**INPUT RECORDS:**
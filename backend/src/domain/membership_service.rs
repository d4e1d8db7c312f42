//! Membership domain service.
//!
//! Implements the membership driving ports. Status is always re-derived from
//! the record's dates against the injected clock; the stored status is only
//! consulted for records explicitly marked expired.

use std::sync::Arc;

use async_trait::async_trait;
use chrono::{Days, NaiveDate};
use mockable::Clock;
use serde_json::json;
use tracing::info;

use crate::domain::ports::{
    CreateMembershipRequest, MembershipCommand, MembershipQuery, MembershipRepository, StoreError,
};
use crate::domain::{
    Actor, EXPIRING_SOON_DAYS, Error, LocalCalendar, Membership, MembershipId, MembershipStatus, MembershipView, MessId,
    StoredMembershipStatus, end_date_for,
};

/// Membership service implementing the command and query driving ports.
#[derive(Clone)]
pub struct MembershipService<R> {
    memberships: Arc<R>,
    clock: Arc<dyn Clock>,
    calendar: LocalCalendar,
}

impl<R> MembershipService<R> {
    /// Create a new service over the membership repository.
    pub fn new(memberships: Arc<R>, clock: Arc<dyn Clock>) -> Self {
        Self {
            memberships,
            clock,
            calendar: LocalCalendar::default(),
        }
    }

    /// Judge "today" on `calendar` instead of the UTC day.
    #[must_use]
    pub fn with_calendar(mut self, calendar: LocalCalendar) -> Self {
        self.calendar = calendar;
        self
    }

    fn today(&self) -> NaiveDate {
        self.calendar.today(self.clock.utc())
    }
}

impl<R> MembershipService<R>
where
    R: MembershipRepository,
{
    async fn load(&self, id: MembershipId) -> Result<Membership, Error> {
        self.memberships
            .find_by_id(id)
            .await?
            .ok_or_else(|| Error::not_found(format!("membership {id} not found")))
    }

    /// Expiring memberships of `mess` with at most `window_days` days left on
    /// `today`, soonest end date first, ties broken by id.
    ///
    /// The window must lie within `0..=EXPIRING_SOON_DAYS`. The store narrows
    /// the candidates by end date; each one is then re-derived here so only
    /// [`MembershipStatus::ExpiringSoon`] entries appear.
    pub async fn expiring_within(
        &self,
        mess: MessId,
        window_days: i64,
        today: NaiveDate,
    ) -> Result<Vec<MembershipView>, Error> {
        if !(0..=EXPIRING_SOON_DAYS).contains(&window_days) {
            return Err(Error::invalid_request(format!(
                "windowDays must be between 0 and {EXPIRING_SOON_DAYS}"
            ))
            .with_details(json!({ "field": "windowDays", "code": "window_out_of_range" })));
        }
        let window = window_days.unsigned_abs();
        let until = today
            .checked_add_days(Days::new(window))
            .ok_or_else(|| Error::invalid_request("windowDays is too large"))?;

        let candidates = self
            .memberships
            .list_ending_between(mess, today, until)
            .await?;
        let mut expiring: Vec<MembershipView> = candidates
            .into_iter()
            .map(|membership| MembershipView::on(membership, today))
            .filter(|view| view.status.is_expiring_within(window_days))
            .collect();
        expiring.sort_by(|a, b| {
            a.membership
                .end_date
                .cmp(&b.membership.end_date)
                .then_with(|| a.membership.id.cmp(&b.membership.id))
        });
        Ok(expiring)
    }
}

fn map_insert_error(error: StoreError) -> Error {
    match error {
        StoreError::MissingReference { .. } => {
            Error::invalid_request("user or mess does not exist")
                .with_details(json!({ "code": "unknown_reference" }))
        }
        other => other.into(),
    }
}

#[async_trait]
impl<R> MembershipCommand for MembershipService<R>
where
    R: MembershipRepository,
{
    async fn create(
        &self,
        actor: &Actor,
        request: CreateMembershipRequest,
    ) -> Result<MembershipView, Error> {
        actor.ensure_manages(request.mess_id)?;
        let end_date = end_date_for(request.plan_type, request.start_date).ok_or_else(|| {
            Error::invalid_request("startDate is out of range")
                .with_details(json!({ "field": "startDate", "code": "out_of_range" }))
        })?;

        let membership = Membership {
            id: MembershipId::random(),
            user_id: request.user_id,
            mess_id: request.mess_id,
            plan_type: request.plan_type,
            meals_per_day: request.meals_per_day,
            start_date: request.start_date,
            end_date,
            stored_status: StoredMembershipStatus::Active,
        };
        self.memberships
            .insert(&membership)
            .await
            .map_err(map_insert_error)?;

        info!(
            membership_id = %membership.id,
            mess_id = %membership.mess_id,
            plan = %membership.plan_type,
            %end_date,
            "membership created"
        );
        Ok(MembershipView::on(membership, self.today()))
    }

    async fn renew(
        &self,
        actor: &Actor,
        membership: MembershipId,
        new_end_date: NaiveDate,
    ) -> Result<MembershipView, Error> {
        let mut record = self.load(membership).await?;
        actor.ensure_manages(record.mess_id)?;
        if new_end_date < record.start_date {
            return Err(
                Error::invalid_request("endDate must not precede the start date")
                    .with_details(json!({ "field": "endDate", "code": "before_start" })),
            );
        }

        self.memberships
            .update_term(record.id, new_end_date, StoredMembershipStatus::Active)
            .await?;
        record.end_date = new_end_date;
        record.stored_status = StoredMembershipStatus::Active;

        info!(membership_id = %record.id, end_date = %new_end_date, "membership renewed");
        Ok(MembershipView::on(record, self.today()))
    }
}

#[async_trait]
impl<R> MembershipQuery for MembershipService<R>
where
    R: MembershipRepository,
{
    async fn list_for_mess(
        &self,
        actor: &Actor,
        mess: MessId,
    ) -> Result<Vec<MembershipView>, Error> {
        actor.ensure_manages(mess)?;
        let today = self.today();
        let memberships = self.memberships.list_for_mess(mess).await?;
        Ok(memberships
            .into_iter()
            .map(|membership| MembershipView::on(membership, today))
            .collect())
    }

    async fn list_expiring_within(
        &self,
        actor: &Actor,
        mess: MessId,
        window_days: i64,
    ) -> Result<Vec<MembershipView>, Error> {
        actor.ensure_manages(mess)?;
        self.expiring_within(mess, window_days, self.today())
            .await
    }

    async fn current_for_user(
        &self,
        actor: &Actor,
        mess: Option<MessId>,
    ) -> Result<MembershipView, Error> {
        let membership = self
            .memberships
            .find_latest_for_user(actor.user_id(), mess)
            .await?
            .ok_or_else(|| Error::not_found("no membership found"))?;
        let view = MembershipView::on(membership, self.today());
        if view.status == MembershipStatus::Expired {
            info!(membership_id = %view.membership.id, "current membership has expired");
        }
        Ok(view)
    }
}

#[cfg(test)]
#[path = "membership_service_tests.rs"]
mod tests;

**WORK ITEM:** Which lines run from the first of the listing to the line containing "status is only"? Reproduce those exactly, both ends included.

**WRITTEN ANSWER:**
filename backend/src/domain/membership_service.rs
repository d4e1d8db7c312f42
//! Membership domain service.
//!
//! Implements the membership driving ports. Status is always re-derived from
//! the record's dates against the injected clock; the stored status is only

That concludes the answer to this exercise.